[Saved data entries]
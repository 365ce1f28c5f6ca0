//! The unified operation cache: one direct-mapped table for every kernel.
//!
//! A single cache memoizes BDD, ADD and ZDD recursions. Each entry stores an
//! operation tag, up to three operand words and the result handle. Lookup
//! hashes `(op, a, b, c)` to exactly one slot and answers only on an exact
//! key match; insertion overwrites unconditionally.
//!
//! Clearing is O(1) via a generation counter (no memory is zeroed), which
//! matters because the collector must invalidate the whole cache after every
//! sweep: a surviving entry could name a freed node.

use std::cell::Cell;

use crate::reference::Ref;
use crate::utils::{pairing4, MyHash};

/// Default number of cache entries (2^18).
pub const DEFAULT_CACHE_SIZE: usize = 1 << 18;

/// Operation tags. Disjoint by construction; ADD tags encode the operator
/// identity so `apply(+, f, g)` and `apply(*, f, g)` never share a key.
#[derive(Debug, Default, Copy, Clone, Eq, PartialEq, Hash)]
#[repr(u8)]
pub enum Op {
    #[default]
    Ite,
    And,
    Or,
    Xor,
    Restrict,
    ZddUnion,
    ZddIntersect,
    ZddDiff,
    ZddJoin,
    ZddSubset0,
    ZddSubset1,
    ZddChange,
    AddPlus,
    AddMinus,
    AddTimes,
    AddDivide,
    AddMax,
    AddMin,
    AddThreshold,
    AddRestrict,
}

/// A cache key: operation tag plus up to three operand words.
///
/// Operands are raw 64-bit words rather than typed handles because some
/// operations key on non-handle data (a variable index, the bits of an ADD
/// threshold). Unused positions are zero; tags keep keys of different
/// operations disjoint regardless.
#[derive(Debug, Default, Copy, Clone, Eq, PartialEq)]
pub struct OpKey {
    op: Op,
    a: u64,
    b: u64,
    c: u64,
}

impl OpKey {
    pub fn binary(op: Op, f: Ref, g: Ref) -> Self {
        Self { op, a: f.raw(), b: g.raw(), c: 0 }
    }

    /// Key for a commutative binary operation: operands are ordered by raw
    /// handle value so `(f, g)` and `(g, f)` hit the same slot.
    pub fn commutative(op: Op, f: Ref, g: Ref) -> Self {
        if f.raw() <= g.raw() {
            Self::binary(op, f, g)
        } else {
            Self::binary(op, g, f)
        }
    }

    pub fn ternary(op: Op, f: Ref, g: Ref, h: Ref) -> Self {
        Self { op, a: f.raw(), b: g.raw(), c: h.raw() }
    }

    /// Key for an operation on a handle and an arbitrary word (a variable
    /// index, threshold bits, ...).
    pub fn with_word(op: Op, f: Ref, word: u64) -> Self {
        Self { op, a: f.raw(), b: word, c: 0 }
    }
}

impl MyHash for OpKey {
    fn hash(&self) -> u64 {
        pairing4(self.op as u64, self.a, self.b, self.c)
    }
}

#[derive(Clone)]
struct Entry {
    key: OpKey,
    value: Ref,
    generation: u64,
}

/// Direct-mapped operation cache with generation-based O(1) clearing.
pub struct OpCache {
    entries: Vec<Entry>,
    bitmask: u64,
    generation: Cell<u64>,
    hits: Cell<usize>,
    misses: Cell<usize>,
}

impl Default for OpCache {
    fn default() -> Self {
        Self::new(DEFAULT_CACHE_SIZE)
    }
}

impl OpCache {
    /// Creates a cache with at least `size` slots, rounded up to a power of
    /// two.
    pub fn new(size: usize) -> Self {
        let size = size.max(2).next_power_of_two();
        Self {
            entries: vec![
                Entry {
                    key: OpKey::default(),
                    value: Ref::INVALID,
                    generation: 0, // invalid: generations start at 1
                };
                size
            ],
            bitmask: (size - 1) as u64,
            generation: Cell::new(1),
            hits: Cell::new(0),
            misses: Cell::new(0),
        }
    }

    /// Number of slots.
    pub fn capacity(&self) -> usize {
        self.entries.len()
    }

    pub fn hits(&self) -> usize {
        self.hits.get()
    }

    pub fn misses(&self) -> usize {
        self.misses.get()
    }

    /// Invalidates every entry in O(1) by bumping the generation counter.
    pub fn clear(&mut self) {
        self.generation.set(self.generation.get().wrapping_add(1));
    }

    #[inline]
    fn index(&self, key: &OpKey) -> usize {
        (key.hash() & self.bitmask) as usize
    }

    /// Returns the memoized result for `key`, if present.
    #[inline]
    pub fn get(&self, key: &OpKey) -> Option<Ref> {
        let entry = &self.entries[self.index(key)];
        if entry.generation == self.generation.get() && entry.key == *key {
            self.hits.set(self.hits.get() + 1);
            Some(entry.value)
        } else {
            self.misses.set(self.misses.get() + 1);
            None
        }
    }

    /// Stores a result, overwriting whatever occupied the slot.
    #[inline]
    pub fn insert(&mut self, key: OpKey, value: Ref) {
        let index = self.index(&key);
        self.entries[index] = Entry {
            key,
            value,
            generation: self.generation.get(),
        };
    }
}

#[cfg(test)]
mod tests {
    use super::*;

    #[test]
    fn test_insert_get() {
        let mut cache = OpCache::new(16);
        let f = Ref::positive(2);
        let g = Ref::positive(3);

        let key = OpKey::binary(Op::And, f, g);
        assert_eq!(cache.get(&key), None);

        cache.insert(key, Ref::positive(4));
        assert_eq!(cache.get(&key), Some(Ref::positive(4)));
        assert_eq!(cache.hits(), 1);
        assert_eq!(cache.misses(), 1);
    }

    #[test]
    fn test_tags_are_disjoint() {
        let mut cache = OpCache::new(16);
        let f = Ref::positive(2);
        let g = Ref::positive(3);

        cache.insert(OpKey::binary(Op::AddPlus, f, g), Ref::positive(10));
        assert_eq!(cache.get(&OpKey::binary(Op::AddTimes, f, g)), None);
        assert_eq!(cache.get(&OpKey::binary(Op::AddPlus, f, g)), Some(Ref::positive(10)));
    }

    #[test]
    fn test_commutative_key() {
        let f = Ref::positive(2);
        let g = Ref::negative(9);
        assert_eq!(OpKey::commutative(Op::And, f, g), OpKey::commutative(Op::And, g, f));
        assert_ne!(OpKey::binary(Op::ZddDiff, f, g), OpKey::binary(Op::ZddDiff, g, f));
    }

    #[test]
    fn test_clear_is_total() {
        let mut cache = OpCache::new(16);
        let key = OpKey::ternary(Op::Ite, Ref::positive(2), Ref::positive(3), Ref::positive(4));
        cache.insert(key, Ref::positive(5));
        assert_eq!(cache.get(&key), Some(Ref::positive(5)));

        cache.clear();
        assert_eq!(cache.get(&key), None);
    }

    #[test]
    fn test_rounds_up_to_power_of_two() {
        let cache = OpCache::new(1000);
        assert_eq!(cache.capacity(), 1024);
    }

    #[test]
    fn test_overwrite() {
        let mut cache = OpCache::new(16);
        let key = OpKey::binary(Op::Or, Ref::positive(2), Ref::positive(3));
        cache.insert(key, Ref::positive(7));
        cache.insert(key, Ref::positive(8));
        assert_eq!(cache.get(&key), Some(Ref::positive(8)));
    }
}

Directions: Which lines of the records above hold the word "result"? Copy each of them.

Completed exercise:
//! operation tag, up to three operand words and the result handle. Lookup
    /// Returns the memoized result for `key`, if present.
    /// Stores a result, overwriting whatever occupied the slot.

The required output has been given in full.